The challenge is a familiar one in the world of business: big entities typically have better access to services than smaller organizations. In this case, what the three saw was that treasury departments at huge enterprises might typically work with large investment banks to invest their cash reserves in diverse ways, but for companies that are not the largest in the world, there were no routes to do the same, so the answer was to build a platform that could help them manage their money in similar ways.

To be clear, TreasurySpring’s customers are not exactly small. On average, they might have between $5 million and $10 million in cash reserves, and they include FTSE 100 corporations and other multinationals, as well as startups that are scaling, and also charities.
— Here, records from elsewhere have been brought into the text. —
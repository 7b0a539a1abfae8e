//! Glucose reading model

use serde::{Deserialize, Serialize};
use std::fmt;
use std::str::FromStr;
use uuid::Uuid;

use super::glucose::{GlucoseStatus, GlucoseUnit, ReadingCategory, ReadingSource};

/// Two values closer than this (in mg/dL) are considered equal
pub const VALUE_EPSILON_MG_DL: f64 = 0.05;

/// Server-assigned identifier of a reading
pub type RemoteId = i64;

/// A unique identifier for a reading, using UUID v7 (time-sortable)
#[derive(Debug, Clone, Copy, PartialEq, Eq, Hash, Serialize, Deserialize)]
pub struct ReadingId(Uuid);

impl ReadingId {
    /// Create a new unique reading ID using UUID v7
    #[must_use]
    pub fn new() -> Self {
        Self(Uuid::now_v7())
    }

    /// Get the string representation of this ID
    #[must_use]
    pub fn as_str(&self) -> String {
        self.0.to_string()
    }
}

impl Default for ReadingId {
    fn default() -> Self {
        Self::new()
    }
}

impl fmt::Display for ReadingId {
    fn fmt(&self, f: &mut fmt::Formatter<'_>) -> fmt::Result {
        write!(f, "{}", self.0)
    }
}

impl FromStr for ReadingId {
    type Err = uuid::Error;

    fn from_str(s: &str) -> Result<Self, Self::Err> {
        Ok(Self(Uuid::parse_str(s)?))
    }
}

/// A glucose reading in the local store
#[derive(Debug, Clone, PartialEq, Serialize, Deserialize)]
pub struct Reading {
    /// Client-generated identifier, stable for the reading's lifetime
    pub id: ReadingId,
    /// Identifier assigned by the backend once it accepted the reading
    pub remote_id: Option<RemoteId>,
    /// Measurement time (Unix ms)
    pub timestamp: i64,
    pub value: f64,
    pub unit: GlucoseUnit,
    /// Derived from value and unit, never set directly
    pub status: GlucoseStatus,
    pub note: Option<String>,
    pub category: ReadingCategory,
    pub source: ReadingSource,
    /// Whether the backend has acknowledged the current contents
    pub synced: bool,
    /// Soft delete flag for sync
    pub is_deleted: bool,
    /// Creation timestamp (Unix ms)
    pub created_at: i64,
    /// Last update timestamp (Unix ms)
    pub updated_at: i64,
}

impl Reading {
    /// Build an unsynced reading from user input
    #[must_use]
    pub fn new(input: NewReading) -> Self {
        let now = crate::util::now_ms();
        Self {
            id: ReadingId::new(),
            remote_id: None,
            timestamp: input.timestamp.unwrap_or(now),
            value: input.value,
            unit: input.unit,
            status: GlucoseStatus::classify(input.value, input.unit),
            note: normalize_note(input.note),
            category: input.category,
            source: input.source,
            synced: false,
            is_deleted: false,
            created_at: now,
            updated_at: now,
        }
    }

    /// Build a synced reading from a server record
    #[must_use]
    pub fn from_remote(remote: &RemoteReading) -> Self {
        let now = crate::util::now_ms();
        Self {
            id: ReadingId::new(),
            remote_id: Some(remote.remote_id),
            timestamp: remote.timestamp,
            value: remote.value,
            unit: GlucoseUnit::MgDl,
            status: GlucoseStatus::classify(remote.value, GlucoseUnit::MgDl),
            note: normalize_note(remote.note.clone()),
            category: remote.category,
            source: ReadingSource::Manual,
            synced: true,
            is_deleted: false,
            created_at: now,
            updated_at: now,
        }
    }

    /// Value expressed in mg/dL
    #[must_use]
    pub fn value_mg_dl(&self) -> f64 {
        self.unit.to_mg_dl(self.value)
    }

    /// Value expressed in `unit`
    #[must_use]
    pub fn value_in(&self, unit: GlucoseUnit) -> f64 {
        self.unit.convert(self.value, unit)
    }

    /// Apply a partial update, recomputing the derived status
    pub fn apply(&mut self, patch: &ReadingPatch) {
        if let Some(value) = patch.value {
            self.value = value;
        }
        if let Some(unit) = patch.unit {
            self.unit = unit;
        }
        if let Some(timestamp) = patch.timestamp {
            self.timestamp = timestamp;
        }
        if let Some(note) = &patch.note {
            self.note = normalize_note(note.clone());
        }
        if let Some(category) = patch.category {
            self.category = category;
        }
        self.status = GlucoseStatus::classify(self.value, self.unit);
        self.synced = false;
        self.updated_at = crate::util::now_ms();
    }

    /// Overwrite mutable fields with the server's version (server wins)
    pub fn overwrite_from_remote(&mut self, remote: &RemoteReading) {
        self.value = remote.value;
        self.unit = GlucoseUnit::MgDl;
        self.timestamp = remote.timestamp;
        self.note = normalize_note(remote.note.clone());
        self.category = remote.category;
        self.status = GlucoseStatus::classify(self.value, self.unit);
        self.synced = true;
        self.updated_at = crate::util::now_ms();
    }

    /// Capture the fields that travel to the backend
    #[must_use]
    pub fn snapshot(&self) -> ReadingSnapshot {
        ReadingSnapshot {
            value: self.value,
            unit: self.unit,
            timestamp: self.timestamp,
            note: self.note.clone(),
            category: self.category,
        }
    }
}

/// User input for a new reading
#[derive(Debug, Clone, PartialEq, Default, Serialize, Deserialize)]
pub struct NewReading {
    pub value: f64,
    pub unit: GlucoseUnit,
    /// Measurement time (Unix ms); defaults to now
    pub timestamp: Option<i64>,
    pub note: Option<String>,
    pub category: ReadingCategory,
    pub source: ReadingSource,
}

impl NewReading {
    /// Reading of `value` in `unit`, taken now
    #[must_use]
    pub fn new(value: f64, unit: GlucoseUnit) -> Self {
        Self {
            value,
            unit,
            ..Self::default()
        }
    }

    #[must_use]
    pub const fn at(mut self, timestamp: i64) -> Self {
        self.timestamp = Some(timestamp);
        self
    }

    #[must_use]
    pub fn with_note(mut self, note: impl Into<String>) -> Self {
        self.note = Some(note.into());
        self
    }

    #[must_use]
    pub const fn with_category(mut self, category: ReadingCategory) -> Self {
        self.category = category;
        self
    }

    #[must_use]
    pub const fn with_source(mut self, source: ReadingSource) -> Self {
        self.source = source;
        self
    }

    /// Reject values that cannot be a glucose measurement
    pub fn validate(&self) -> crate::Result<()> {
        if !self.value.is_finite() || self.value <= 0.0 {
            return Err(crate::Error::InvalidInput(format!(
                "glucose value must be a positive number, got {}",
                self.value
            )));
        }
        Ok(())
    }
}

/// Partial update of a reading; `None` leaves the field untouched
#[derive(Debug, Clone, PartialEq, Default, Serialize, Deserialize)]
pub struct ReadingPatch {
    pub value: Option<f64>,
    pub unit: Option<GlucoseUnit>,
    pub timestamp: Option<i64>,
    /// `Some(None)` clears the note
    pub note: Option<Option<String>>,
    pub category: Option<ReadingCategory>,
}

impl ReadingPatch {
    pub const fn is_empty(&self) -> bool {
        self.value.is_none()
            && self.unit.is_none()
            && self.timestamp.is_none()
            && self.note.is_none()
            && self.category.is_none()
    }
}

/// The fields of a reading sent to the backend; stored as the queue payload
#[derive(Debug, Clone, PartialEq, Serialize, Deserialize)]
pub struct ReadingSnapshot {
    pub value: f64,
    pub unit: GlucoseUnit,
    pub timestamp: i64,
    pub note: Option<String>,
    pub category: ReadingCategory,
}

impl ReadingSnapshot {
    /// Whether any mutable field disagrees with the server's version.
    ///
    /// Timestamps are not compared: the remote format loses sub-second
    /// precision and routinely drifts by the offset applied on parse.
    #[must_use]
    pub fn differs_from(&self, remote: &RemoteReading) -> bool {
        let value_differs =
            (self.unit.to_mg_dl(self.value) - remote.value).abs() >= VALUE_EPSILON_MG_DL;
        value_differs
            || self.category != remote.category
            || normalize_note(self.note.clone()) != normalize_note(remote.note.clone())
    }
}

/// A reading as reported by the backend (values always in mg/dL)
#[derive(Debug, Clone, PartialEq, Serialize, Deserialize)]
pub struct RemoteReading {
    pub remote_id: RemoteId,
    pub value: f64,
    /// Measurement time (Unix ms), already normalised from the remote clock
    pub timestamp: i64,
    pub note: Option<String>,
    pub category: ReadingCategory,
}

fn normalize_note(note: Option<String>) -> Option<String> {
    crate::util::normalize_text_option(note)
}
use std::io;

use gluco_core::sync::RemoteError;
use thiserror::Error;

#[derive(Debug, Error)]
pub enum CliError {
    #[error(transparent)]
    Core(#[from] gluco_core::Error),
    #[error(transparent)]
    Remote(#[from] RemoteError),
    #[error(transparent)]
    Io(#[from] io::Error),
    #[error(transparent)]
    Serialization(#[from] serde_json::Error),
    #[error("Invalid reading ID: {0}")]
    InvalidReadingId(String),
    #[error("Reading not found: {0}")]
    ReadingNotFound(String),
    #[error("Invalid time '{0}'; use RFC 3339 or \"YYYY-MM-DD HH:MM\"")]
    InvalidTime(String),
    #[error("Nothing to change; pass --value, --unit, --category, or --note")]
    EmptyEdit,
    #[error("Invalid target range: low must be below high")]
    InvalidRange,
    #[error("Report window must be at least one day")]
    InvalidReportDays,
    #[error("Nothing to change; pass --unit, --low, --high, or --days")]
    EmptySettingsUpdate,
    #[error("{0}")]
    SyncFailed(String),
    #[error(
        "Sync is not configured. Set GLUCO_API_URL (and GLUCO_API_TOKEN) \
         or pass --config with api_base_url."
    )]
    SyncNotConfigured,
}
Some of them are retail behemoth Sainsbury’s, Schroders, dairy giant Muller, Hg, Bunq, Lendable and Tide. In all there are already some 250 using its platform, with another 100 being onboarded right now, the company says (part of the surge of interest that spurred this round).

The platform, meanwhile, has been built to include some 600 standardised cash investment products, tapping seven currencies across three chief categories: governments, corporates and banks such as Goldman Sachs, Barclays and Societe Generale. Just as consumers have been served a range of ETFs to allow them to access portfolios of investments they might not have been able to access previously, in this case TreasurySpring offers FTFs: Fixed-Term-Funds that it describes as “standardised and regulated” and aimed at packaging and making different investment options more accessible to the treasury teams.

Cook said that business has been growing steadily for years — it was founded in 2017 — but the recent meltdown at SVB, and subsequently issues at Credit Suisse, really put TreasurySpring “on the radar.”

“When it comes to the cash you have in your business, you need to know where it is, and that you’re not too exposed,” Cook said, “and secondly you want to maximize any return you can on that cash.” With interest rates now at only around 5-6%, deposit accounts are still not a great return, and “if you’re not making the most of your money, you’re being delinquent.”

That being said, there is still a lot of work to do build out what is effectively a new market being sold to a clientele that is risk-averse by nature, it seems. (Indeed there are few competitors here: Flagstone is another player in a similar area, although it focuses on high interest savings accounts.)

“First they had to build the product and it took them years to do that, and I liked the resilience of the team,” said Rob Moffat, the partner at Balderton who led the investment. “But now it’s about getting to market. How do you get treasurers to buy something new? Does one really want to be the first treasurer to buy a new capital product?”

Cook however is bullish on what he sees as an obvious opportunity.

“Largest institutions [collectively] have multiple billions in cash,” he said, “and the common thread among all of them is that while they may be long on excess cash, they are short on time and expertise.”